┌──

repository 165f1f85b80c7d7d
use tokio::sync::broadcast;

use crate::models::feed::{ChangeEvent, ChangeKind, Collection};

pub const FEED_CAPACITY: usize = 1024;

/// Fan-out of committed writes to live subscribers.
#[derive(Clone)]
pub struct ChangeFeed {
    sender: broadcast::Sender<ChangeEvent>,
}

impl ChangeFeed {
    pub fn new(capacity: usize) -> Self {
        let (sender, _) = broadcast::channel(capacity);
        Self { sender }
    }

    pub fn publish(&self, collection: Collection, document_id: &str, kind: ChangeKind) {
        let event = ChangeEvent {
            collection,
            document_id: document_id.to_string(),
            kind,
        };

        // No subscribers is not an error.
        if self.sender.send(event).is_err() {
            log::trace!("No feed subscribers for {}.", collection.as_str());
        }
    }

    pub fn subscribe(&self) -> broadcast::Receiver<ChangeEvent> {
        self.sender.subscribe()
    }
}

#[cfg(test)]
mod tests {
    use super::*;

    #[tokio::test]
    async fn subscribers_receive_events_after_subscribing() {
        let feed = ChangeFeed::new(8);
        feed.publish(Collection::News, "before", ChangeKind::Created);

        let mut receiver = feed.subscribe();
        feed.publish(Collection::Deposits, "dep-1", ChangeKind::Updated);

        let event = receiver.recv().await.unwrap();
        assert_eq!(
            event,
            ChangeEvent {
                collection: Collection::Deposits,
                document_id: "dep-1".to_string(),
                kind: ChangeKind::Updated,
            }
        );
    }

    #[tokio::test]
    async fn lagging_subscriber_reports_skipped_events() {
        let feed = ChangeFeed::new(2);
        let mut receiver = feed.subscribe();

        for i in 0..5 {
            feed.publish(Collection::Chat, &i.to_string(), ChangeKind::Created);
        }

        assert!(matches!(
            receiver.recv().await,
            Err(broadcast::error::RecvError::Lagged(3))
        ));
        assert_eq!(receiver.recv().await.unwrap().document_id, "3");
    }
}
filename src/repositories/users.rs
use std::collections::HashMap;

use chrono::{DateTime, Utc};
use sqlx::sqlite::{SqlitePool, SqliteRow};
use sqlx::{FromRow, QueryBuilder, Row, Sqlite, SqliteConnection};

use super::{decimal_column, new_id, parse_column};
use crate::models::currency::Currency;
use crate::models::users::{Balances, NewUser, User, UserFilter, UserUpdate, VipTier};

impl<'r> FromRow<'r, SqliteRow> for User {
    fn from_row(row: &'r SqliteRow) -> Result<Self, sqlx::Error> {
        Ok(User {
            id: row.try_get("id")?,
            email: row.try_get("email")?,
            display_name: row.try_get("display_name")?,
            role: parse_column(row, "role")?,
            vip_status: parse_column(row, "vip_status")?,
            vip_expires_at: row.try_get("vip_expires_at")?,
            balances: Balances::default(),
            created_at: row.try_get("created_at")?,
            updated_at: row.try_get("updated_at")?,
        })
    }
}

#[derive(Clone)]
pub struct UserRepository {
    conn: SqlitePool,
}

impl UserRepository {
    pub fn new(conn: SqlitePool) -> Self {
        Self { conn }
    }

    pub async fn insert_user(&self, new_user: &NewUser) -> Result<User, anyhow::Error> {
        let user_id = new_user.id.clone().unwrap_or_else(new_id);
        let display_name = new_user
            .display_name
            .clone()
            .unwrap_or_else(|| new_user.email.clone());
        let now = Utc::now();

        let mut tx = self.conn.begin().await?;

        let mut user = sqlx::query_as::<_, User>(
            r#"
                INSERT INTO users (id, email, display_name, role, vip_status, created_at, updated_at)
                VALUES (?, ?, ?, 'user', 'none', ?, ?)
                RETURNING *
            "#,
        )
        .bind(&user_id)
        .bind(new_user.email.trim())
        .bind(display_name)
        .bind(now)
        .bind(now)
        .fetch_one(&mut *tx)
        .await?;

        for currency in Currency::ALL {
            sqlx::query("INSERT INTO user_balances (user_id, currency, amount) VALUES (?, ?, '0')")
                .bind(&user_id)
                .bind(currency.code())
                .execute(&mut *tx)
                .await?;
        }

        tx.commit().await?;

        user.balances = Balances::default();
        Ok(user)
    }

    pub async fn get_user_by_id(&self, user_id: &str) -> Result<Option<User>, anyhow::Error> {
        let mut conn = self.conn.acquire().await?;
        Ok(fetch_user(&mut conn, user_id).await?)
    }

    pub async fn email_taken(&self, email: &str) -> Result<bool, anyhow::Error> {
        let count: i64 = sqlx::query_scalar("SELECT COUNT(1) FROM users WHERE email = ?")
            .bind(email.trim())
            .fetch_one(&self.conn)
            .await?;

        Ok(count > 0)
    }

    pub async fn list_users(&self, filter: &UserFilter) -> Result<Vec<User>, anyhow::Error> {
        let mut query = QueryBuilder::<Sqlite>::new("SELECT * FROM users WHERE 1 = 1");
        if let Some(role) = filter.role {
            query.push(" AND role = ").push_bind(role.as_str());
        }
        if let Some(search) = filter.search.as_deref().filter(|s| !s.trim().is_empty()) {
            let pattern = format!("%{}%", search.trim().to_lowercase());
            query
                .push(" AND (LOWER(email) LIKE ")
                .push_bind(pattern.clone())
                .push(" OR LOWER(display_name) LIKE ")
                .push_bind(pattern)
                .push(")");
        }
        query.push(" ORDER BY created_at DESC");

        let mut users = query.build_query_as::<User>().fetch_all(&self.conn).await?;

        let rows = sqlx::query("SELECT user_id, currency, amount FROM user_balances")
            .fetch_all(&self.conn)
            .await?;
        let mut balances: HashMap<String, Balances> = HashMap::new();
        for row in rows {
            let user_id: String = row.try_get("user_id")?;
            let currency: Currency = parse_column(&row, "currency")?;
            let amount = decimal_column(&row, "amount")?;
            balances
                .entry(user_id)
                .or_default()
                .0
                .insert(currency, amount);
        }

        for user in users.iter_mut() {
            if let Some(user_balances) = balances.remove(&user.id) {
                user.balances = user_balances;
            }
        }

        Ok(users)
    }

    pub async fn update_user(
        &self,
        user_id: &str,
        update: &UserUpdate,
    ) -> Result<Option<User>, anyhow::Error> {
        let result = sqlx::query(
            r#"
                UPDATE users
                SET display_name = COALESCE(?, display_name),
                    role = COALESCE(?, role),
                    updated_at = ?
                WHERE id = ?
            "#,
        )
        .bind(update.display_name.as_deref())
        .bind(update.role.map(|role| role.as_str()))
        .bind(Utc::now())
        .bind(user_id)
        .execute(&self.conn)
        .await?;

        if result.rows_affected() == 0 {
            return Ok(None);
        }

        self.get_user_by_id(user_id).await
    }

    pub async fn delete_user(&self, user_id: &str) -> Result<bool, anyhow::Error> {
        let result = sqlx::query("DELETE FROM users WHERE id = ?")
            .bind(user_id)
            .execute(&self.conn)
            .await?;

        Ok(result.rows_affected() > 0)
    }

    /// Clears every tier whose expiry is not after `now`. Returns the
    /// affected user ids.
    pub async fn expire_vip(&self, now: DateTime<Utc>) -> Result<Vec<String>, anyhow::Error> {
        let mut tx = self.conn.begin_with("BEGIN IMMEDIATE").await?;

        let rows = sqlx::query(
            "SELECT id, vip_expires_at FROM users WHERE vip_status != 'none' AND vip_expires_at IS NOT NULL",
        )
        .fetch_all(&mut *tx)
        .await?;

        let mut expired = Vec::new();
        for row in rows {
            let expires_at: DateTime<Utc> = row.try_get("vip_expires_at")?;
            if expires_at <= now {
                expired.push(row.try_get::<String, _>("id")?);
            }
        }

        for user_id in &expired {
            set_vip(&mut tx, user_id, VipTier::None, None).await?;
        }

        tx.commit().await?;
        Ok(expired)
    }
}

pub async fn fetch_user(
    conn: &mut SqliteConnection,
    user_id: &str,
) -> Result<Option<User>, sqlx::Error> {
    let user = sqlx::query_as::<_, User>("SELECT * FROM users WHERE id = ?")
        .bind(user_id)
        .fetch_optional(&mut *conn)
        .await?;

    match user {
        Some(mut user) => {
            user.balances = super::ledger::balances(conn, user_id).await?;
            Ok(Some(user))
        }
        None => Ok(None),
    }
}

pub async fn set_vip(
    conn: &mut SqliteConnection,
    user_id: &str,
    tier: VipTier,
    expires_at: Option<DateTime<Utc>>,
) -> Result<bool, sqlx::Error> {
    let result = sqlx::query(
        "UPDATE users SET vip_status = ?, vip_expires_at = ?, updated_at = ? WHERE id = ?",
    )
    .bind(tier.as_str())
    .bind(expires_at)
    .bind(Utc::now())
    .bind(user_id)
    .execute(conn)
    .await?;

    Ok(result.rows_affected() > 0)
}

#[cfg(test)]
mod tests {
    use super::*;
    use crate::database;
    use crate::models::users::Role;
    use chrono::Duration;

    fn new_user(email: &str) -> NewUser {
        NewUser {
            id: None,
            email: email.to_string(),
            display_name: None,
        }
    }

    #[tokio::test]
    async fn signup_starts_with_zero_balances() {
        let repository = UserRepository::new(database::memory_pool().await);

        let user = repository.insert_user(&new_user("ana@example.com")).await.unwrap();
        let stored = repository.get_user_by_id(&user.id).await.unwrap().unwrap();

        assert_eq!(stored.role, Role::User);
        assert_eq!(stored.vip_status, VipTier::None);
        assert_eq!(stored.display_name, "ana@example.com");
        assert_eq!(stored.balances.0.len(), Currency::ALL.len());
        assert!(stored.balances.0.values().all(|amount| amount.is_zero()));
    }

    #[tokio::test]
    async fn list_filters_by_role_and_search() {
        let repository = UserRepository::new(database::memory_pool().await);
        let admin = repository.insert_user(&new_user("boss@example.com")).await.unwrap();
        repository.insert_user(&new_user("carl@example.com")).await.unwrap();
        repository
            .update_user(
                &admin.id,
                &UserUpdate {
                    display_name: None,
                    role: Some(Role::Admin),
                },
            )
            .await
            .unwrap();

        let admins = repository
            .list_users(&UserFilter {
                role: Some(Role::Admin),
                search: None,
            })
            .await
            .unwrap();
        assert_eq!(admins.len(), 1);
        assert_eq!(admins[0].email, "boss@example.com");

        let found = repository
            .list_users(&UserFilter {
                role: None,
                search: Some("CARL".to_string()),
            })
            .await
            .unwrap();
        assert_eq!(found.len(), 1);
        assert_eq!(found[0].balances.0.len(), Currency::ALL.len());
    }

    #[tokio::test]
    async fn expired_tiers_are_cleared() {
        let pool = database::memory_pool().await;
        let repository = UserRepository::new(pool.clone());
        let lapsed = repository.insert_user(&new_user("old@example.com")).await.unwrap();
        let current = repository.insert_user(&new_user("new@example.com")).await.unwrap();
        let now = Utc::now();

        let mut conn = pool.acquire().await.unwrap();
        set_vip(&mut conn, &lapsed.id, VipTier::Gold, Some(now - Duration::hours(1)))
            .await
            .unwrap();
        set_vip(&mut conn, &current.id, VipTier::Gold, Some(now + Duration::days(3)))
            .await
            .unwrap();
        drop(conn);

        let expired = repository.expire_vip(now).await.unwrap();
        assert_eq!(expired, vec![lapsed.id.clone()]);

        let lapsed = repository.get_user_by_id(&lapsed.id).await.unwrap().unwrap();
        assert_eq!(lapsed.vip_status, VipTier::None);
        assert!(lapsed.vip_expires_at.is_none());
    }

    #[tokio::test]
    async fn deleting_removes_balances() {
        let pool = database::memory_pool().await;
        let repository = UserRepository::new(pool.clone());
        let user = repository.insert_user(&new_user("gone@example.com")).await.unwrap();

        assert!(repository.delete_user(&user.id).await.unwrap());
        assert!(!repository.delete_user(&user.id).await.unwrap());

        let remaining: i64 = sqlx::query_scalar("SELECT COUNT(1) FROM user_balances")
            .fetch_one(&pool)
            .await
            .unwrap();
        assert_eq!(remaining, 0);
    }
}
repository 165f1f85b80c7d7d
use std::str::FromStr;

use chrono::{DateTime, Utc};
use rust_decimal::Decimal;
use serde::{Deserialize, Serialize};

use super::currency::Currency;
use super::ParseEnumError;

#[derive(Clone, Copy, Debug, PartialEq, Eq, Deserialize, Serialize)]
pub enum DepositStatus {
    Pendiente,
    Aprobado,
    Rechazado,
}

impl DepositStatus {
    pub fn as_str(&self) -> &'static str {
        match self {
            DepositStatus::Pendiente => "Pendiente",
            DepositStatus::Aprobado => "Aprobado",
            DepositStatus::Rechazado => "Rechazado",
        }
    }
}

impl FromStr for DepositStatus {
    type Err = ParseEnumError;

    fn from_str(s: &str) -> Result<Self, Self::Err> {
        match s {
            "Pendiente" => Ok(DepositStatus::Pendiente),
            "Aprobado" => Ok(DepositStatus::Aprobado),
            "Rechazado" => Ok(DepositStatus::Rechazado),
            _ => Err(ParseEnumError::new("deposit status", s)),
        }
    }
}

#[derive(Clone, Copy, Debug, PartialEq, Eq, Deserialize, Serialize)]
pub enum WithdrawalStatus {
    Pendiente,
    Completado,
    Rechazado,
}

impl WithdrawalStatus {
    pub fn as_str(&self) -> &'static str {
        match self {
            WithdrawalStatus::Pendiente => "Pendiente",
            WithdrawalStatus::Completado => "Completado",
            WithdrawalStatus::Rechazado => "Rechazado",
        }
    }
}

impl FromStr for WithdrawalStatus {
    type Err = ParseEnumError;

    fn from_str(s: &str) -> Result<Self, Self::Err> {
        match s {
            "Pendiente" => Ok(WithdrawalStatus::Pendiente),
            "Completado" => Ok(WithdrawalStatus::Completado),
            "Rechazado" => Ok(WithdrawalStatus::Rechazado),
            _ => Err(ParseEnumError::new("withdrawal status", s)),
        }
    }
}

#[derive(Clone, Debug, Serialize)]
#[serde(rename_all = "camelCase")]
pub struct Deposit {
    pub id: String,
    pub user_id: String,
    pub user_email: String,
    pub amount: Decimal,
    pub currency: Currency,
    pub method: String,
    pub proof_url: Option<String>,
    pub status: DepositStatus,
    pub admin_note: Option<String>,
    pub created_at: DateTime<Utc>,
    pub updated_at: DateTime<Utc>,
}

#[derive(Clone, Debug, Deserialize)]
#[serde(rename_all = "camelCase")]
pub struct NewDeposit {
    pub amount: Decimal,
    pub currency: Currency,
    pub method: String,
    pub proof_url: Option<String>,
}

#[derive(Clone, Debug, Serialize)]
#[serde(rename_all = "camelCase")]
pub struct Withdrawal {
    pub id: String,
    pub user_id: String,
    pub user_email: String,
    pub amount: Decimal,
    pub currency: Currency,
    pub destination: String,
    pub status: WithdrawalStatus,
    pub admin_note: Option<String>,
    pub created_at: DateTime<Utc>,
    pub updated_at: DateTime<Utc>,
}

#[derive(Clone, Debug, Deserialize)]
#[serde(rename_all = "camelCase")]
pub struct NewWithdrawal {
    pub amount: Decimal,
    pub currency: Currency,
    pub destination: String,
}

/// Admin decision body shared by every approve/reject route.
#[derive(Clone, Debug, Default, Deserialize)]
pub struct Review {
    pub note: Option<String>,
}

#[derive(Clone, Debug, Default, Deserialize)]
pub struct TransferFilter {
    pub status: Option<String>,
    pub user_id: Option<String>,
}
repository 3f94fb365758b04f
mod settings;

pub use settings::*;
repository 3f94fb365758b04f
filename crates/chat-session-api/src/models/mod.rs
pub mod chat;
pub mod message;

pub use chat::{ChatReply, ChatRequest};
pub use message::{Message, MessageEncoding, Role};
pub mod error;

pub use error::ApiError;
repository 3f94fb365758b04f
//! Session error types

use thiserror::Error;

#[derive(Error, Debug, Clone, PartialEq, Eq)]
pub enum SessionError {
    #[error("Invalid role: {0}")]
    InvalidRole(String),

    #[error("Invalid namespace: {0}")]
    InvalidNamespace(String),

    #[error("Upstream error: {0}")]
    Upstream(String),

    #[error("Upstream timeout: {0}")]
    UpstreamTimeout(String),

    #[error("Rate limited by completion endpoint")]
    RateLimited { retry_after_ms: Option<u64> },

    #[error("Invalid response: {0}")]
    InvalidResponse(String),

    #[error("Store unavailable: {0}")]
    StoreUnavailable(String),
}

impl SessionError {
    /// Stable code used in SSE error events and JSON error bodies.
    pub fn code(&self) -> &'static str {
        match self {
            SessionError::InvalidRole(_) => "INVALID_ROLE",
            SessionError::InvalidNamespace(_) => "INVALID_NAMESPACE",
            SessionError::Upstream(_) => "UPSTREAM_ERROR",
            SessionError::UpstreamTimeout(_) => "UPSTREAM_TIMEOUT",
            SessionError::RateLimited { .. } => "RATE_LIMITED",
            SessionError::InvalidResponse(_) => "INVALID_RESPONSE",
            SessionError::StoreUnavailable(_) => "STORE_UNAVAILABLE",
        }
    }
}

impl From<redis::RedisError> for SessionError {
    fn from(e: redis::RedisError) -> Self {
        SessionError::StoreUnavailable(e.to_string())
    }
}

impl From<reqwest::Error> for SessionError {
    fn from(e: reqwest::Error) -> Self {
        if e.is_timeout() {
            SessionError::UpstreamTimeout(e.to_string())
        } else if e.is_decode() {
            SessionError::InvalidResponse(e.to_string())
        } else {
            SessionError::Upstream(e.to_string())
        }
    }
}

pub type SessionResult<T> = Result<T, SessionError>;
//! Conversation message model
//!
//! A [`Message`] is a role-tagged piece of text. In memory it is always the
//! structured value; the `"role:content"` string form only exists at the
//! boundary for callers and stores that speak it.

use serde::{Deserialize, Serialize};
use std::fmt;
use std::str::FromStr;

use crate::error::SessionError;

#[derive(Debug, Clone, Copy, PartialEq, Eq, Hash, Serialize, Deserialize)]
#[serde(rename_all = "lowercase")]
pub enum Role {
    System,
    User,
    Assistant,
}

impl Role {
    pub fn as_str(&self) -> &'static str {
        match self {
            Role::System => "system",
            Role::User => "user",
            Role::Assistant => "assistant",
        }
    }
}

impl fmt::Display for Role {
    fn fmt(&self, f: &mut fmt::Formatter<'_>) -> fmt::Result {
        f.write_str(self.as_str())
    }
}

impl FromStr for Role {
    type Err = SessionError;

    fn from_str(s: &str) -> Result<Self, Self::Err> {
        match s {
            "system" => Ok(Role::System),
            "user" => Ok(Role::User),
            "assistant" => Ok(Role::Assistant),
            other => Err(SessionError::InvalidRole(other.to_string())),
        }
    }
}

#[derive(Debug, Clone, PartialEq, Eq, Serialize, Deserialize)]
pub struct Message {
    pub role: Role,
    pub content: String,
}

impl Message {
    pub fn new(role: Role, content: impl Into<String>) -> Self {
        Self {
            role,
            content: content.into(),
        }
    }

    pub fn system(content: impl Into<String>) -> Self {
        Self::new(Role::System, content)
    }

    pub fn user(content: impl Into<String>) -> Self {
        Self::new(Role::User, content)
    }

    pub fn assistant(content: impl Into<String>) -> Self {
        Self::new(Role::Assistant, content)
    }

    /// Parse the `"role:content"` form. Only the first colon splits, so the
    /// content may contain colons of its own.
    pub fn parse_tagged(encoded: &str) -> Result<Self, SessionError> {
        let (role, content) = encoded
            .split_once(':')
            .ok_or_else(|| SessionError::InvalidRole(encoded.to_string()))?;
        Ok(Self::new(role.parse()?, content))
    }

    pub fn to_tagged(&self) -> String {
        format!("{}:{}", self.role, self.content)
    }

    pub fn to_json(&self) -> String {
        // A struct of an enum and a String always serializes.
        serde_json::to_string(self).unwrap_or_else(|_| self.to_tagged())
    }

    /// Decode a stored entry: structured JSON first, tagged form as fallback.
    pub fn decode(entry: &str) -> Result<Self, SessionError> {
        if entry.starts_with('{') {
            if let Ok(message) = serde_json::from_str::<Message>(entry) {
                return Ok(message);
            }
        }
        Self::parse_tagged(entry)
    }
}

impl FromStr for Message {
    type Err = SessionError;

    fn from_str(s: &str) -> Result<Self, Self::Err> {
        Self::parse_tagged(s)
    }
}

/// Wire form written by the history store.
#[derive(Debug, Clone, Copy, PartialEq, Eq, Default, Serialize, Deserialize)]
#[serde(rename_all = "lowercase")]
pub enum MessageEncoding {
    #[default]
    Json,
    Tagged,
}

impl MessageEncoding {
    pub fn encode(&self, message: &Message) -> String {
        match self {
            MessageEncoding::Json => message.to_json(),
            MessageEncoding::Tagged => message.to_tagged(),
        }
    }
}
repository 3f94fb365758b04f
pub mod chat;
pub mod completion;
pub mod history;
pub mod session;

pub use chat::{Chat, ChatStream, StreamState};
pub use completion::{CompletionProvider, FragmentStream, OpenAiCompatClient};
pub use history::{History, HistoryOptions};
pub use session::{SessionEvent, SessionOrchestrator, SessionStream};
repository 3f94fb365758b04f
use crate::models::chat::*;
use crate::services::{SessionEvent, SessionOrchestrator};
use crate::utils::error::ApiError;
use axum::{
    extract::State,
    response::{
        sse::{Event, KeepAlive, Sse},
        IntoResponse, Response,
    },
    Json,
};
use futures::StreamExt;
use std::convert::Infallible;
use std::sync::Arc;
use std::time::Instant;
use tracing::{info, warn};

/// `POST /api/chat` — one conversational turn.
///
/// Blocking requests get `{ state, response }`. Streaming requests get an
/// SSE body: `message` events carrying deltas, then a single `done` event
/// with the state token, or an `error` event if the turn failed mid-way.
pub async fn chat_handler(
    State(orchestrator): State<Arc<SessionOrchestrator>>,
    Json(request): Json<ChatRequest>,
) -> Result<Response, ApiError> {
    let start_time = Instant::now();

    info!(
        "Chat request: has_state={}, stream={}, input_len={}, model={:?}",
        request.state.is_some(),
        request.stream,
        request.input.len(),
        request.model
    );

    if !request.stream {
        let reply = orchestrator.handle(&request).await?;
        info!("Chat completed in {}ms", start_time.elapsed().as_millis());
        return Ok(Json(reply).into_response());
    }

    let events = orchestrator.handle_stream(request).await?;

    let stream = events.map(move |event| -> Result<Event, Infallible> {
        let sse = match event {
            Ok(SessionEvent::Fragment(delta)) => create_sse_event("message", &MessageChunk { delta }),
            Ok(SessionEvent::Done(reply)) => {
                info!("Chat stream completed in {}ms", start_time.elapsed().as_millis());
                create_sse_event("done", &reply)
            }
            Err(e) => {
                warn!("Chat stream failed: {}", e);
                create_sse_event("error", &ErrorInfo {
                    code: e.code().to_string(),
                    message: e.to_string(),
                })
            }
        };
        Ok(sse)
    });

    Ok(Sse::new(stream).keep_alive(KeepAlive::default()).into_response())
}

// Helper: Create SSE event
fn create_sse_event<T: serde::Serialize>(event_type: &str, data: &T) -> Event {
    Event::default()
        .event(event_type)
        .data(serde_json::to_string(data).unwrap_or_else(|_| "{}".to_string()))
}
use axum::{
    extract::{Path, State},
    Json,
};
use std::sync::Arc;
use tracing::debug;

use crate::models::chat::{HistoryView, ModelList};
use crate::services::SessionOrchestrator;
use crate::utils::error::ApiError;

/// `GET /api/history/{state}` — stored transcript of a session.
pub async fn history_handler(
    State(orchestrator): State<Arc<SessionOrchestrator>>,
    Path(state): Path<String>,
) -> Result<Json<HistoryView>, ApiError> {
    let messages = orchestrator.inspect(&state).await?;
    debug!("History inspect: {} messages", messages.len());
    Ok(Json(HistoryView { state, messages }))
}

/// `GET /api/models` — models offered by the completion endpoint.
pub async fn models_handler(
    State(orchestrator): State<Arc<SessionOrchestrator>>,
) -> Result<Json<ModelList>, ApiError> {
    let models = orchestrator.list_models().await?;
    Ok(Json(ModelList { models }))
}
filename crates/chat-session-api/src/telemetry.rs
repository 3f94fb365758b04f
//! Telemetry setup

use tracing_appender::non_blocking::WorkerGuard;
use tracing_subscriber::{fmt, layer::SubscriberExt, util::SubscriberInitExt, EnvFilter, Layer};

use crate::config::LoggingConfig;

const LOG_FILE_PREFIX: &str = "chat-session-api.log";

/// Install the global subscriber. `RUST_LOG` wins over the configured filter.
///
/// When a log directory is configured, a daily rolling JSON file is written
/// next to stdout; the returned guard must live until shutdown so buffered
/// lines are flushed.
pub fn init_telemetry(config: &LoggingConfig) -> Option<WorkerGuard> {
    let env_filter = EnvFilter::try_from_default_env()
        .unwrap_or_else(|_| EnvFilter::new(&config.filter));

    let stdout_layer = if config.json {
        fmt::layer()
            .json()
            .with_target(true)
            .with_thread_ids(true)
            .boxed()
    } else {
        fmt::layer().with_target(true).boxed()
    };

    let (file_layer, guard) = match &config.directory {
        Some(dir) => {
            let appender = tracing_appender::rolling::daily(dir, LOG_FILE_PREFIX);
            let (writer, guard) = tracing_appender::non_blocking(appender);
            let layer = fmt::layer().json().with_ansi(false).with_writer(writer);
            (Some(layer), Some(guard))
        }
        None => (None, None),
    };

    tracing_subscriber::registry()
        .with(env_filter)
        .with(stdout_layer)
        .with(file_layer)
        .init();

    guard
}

└──

— Task directions —
From the entries above, write out only the lines starting at the line that holds "impl From<reqwest::Error> for" and ending at the line that holds "pub type SessionResult<T>", keeping both and matching them exactly.

— Result —
impl From<reqwest::Error> for SessionError {
    fn from(e: reqwest::Error) -> Self {
        if e.is_timeout() {
            SessionError::UpstreamTimeout(e.to_string())
        } else if e.is_decode() {
            SessionError::InvalidResponse(e.to_string())
        } else {
            SessionError::Upstream(e.to_string())
        }
    }
}

pub type SessionResult<T> = Result<T, SessionError>;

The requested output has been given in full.